The first revelation came when I got my tri bike fitting. The fitter used a series of cameras and a computer for the analysis. That allowed for a dynamic (moving) assessment, instead of the static (stationary) I’ve had before. He found that my left knee had a tendency to turn out during the back half of my pedal stroke. He never would have seen that using a simple angular measurement. His immediate question was, “Are both of your legs the same length?” Of course, I thought. I’ve never had any reason to believe otherwise. Oh, how wrong could I be.

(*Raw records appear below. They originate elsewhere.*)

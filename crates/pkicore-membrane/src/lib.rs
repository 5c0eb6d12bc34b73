//! Low-level primitives backing the PKI object core: a scoped byte arena
//! with mark/release savepoints, and the two per-object lock kinds
//! (`spec.md` §5 calls these "platform lock/monitor primitives" and treats
//! them as an external collaborator; this crate is the stand-in, since
//! nothing in the surrounding ecosystem already provides them).
//!
//! Kept unsafe-free: the arena hands out reference-counted byte buffers
//! instead of buffers borrowed from a bump region, so there is no raw
//! pointer bookkeeping to get wrong.

#![forbid(unsafe_code)]

pub mod arena;
pub mod lock;

pub use arena::{Arena, ArenaMark};
pub use lock::{Guarded, LockKind};
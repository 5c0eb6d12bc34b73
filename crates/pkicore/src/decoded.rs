//! The decoded-certificate collaborator (`spec.md` §4.5 / Non-goals:
//! "ASN.1/DER decoding of certificates and CRLs ... is an external
//! collaborator"). This crate never parses a DER blob itself; it only
//! asks a `DecodedCertificate` the four questions best-match selection
//! needs answered.

use std::sync::Arc;

use crate::error::PkiError;
use crate::kind::Usage;
use crate::time::Time;

/// The parsed form of one certificate's defining attributes, as needed by
/// `crate::array::best_certificate`.
pub trait DecodedCertificate: Send + Sync {
    fn matches_usage(&self, usage: &Usage) -> bool;
    fn is_valid_at(&self, time: Time) -> bool;
    fn is_trusted_for_usage(&self, usage: &Usage) -> bool;
    fn is_newer_than(&self, other: &dyn DecodedCertificate) -> bool;
}

/// Turns a raw DER encoding into a `DecodedCertificate`. Supplied by
/// whoever wires up a certificate collection; this crate has no opinion on
/// ASN.1.
pub trait CertificateDecoder: Send + Sync {
    fn decode(&self, der: &[u8]) -> Result<Arc<dyn DecodedCertificate>, PkiError>;
}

The second, related, but separate revelation came today; I pronate, which I’ve never done before. I’m recovering from a flare up of Plantar Fasciitis in my right foot. I’ve been following the standard “RICE” approach… Rest, Ice, Compression, Elevation, and the pain and discomfort is subsiding. But I was concerned that it wasn’t happening quickly enough. That meant one of two things was going to happen; the problem would persist and prevent me from finishing the duathlon and triathlon that will complete my Chasing Fifty Challenge (not likely), or I would rush back into training before I was completely healed, reinjure myself, and not complete the challenge (much more likely). So, at a coworker’s suggestion, I headed to a local orthotics specialist for an analysis. He showed me that I do, in fact, pronate, probably as a result of aging and degrading of the muscle and bone structure in my foot. That’s what helped bring on the PF.

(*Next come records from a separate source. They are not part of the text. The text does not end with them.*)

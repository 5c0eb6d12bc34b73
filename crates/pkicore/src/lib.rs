//! An in-memory, reference-counted, multi-instance object model unifying
//! PKI artifacts (certificates, CRLs, public keys, private keys) across
//! however many cryptographic tokens expose copies of them.
//!
//! A [`PkiObject`](object::PkiObject) is the shared base every artifact is
//! built from: it tracks the set of (token, handle) pairs a given logical
//! object is known under, and is promoted into one of four typed façades
//! (`typed` module) once a [`Collection`](collection::Collection) has
//! enough information to know what it is. The collection is what performs
//! cross-token deduplication, matching instances against each other by a
//! kind-specific [`Uid`](uid::Uid) rather than by where they came from.
//!
//! Token storage, certificate decoding, and trust-domain caching are all
//! external collaborators this crate only calls through traits
//! ([`TokenDriver`](token::TokenDriver), [`CertificateDecoder`](decoded::CertificateDecoder),
//! [`TrustDomain`](trust_domain::TrustDomain)); nothing in this crate
//! parses ASN.1 or touches actual token storage.

#![deny(unsafe_code)]

pub mod array;
pub mod byte_item;
pub mod collection;
pub mod decoded;
pub mod error;
pub mod instance;
pub mod kind;
pub mod object;
pub mod time;
pub mod token;
pub mod trust_domain;
pub mod typed;
pub mod uid;
pub mod vtable;

pub use byte_item::ByteItem;
pub use collection::Collection;
pub use error::{last_error, set_last_error, PkiError};
pub use instance::{InstanceKey, TokenInstance};
pub use kind::{Kind, Policies, Usage};
pub use object::PkiObject;
pub use time::Time;
pub use token::TokenDriver;
pub use trust_domain::{CryptoContext, TrustDomain};
pub use typed::{Certificate, Crl, PrivateKey, PublicKey, TypedObject};
pub use uid::Uid;
pub use vtable::{CertificateOps, CrlOps, KindOps, PrivateKeyOps, PublicKeyOps};

pub use pkicore_membrane::{Arena, ArenaMark, Guarded, LockKind};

He also confirmed what the bike fitter suspected… my left leg is about 3/8″ longer than my right. While the two conditions are not related (the length discrepancy didn’t cause the PF), they do exacerbate each other. The extra pressure on the left foot leads to overcompensation on the right foot to maintain balance. While it would not cause PF in and of itself, once the condition started this probably made it worse.
He made some suggestions to help speed the PF healing and prevent future flare ups, in addition to the ice and rest. Probably the best part was that he didn’t tell me to stop training… his focus was on how to get me back into training as soon as possible while still healing. I now know a lot more about the mechanics of the foot than I really ever wanted to know. I also know a lot more about me, which I wish I’d known earlier.

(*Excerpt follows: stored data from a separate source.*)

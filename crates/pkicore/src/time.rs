//! `Time` — a thin wrapper over a wall-clock instant (`spec.md` §3,
//! component G), used for validity checks during best-match selection.

use std::time::{SystemTime, UNIX_EPOCH};

/// Microseconds since the Unix epoch, matching the source's `PRTime`.
#[derive(Debug, Clone, Copy, PartialEq, Eq, PartialOrd, Ord)]
pub struct Time(i64);

impl Time {
    pub fn from_micros_since_epoch(micros: i64) -> Self {
        Self(micros)
    }

    pub fn as_micros_since_epoch(&self) -> i64 {
        self.0
    }

    /// The current wall-clock time.
    pub fn now() -> Self {
        let since_epoch = SystemTime::now()
            .duration_since(UNIX_EPOCH)
            .unwrap_or_default();
        Self(since_epoch.as_micros() as i64)
    }
}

The upside of the injury is that I’ve shifted some effort to swimming and cycling, which is paying dividends. My long ride this morning was 40 miles through some really remote, but beautiful, areas of the county. The route was based on the hill workout I did earlier in the week, but I took a couple of “offshoot” roads to extend the distance from 30 to 40 miles. The first side road took the route further south than normal. I saw that on map my ride, but didn’t fully grasp the effect until I turned onto the road itself. Instead of a series of rolling hills along some ridgelines, the southern route was a rapid series of short, intense climbs across the ridgelines. A little surprise, but a great workout. The best part was that there was even less traffic on these secondary roads, so the majority of the ride was more peaceful. I think this is my new favorite 40 mile ride.
Since the PF is still healing, I’ll skip tomorrow’s long run and substitute either a swim or another ride (but less than the 40 I did today). I’m anxious to get back to running, but not before the foot is ready. Who knew I could be so patient?